1. This glossary is intended merely as an explanation of the various terms and expressions used in the paper; it has no legal authority as an interpretation of those terms or expressions, and in particular, when referring to the holders of a nationality status it assumes that the persons concerned have not renounced or forfeited it.

2. The following terms and expressions are used in the British Nationality Acts.

(a) British subject/Commonwealth citizen

These terms are synonymous. Citizens of the United Kingdom and Colonies and citizens of the independent Commonwealth countries all hold the additional status of British subject/Commonwealth citizen. There are also persons whose basic status is British subject and who do not possess the citizenship of any Commonwealth country (see references below to British Subjects without Citizenship, British subjects by virtue of section 2 of the British Nationality Act 1948, and British subjects by virtue of section 1 of the British Nationality Act 1965).
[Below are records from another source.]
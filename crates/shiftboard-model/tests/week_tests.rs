use chrono::{Datelike, Duration, NaiveDate, Weekday};
use pretty_assertions::assert_eq;
use proptest::prelude::*;
use shiftboard_model::{start_of_week, week_dates, week_key, Week};

fn any_date() -> impl Strategy<Value = NaiveDate> {
    // 1990-01-01 through roughly 2070
    (0i64..29_000).prop_map(|offset| {
        NaiveDate::from_ymd_opt(1990, 1, 1).unwrap() + Duration::days(offset)
    })
}

#[test]
fn scenario_week_of_2024_06_12() {
    let date = NaiveDate::from_ymd_opt(2024, 6, 12).unwrap();
    let week = Week::containing(date);
    assert_eq!(week.key.as_str(), "2024-W24");
    assert_eq!(week.start, NaiveDate::from_ymd_opt(2024, 6, 9).unwrap());
    assert_eq!(week.dates()[6], NaiveDate::from_ymd_opt(2024, 6, 15).unwrap());
}

#[test]
fn consecutive_weeks_across_new_year_are_distinct() {
    let dec = NaiveDate::from_ymd_opt(2023, 12, 30).unwrap();
    let jan = NaiveDate::from_ymd_opt(2023, 12, 31).unwrap();
    assert_eq!(week_key(dec).as_str(), "2023-W52");
    assert_eq!(week_key(jan).as_str(), "2023-W53");
}

proptest! {
    #[test]
    fn prop_key_is_stable_within_a_week(date in any_date(), shift in 0i64..7) {
        let start = start_of_week(date);
        prop_assert_eq!(week_key(date), week_key(start + Duration::days(shift)));
    }

    #[test]
    fn prop_week_dates_are_seven_consecutive_from_sunday(date in any_date()) {
        let dates = week_dates(start_of_week(date));
        prop_assert_eq!(dates.len(), 7);
        prop_assert_eq!(dates[0].weekday(), Weekday::Sun);
        for pair in dates.windows(2) {
            prop_assert_eq!(pair[1] - pair[0], Duration::days(1));
        }
        prop_assert!(dates.contains(&date));
    }

    #[test]
    fn prop_adjacent_weeks_have_different_keys(date in any_date()) {
        let next = start_of_week(date) + Duration::days(7);
        prop_assert_ne!(week_key(date), week_key(next));
    }
}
(b) Citizen of the United Kingdom and Colonies

This status is held by:

(i) persons who, or whose fathers, were born, naturalised, or registered under the British Nationality Acts in the United Kingdom, the Channel Islands or Isle of Man, or in any of the remaining colonies (except Southern Rhodesia, which since 1950 has had its own citizenship), or in any of the Associated States in the West Indies;

(ii) persons born in foreign countries whose fathers were citizens of the United Kingdom and Colonies by descent and whose births have been registered at a British Consulate;

(iii) persons who, or whose fathers, derive their citizenship from a connection with a former colony or other dependency but who did not acquire the new country's citizenship automatically at independence;

(iv) certain persons who have been adopted in the United Kingdom by

a citizen of the United Kingdom and Colonies.

(c) British Subject without Citizenship

British Subjects without Citizenship are persons born before 1 January 1949 who were British subjects by reason of their connection with former British India but did not become citizens of India or Pakistan when those countries introduced their own citizenships after independence, usually because they were not living in one of them at the time (see also paragraphs 4 and 7 of the paper).

(d) British subjects by virtue of section 2 of the British Nationality Act 1948 These are citizens of the Republic of Ireland, born before 1 January 1949, who were then British subjects and have remained British subjects by making a formal claim under section 2 of the 1948 Act.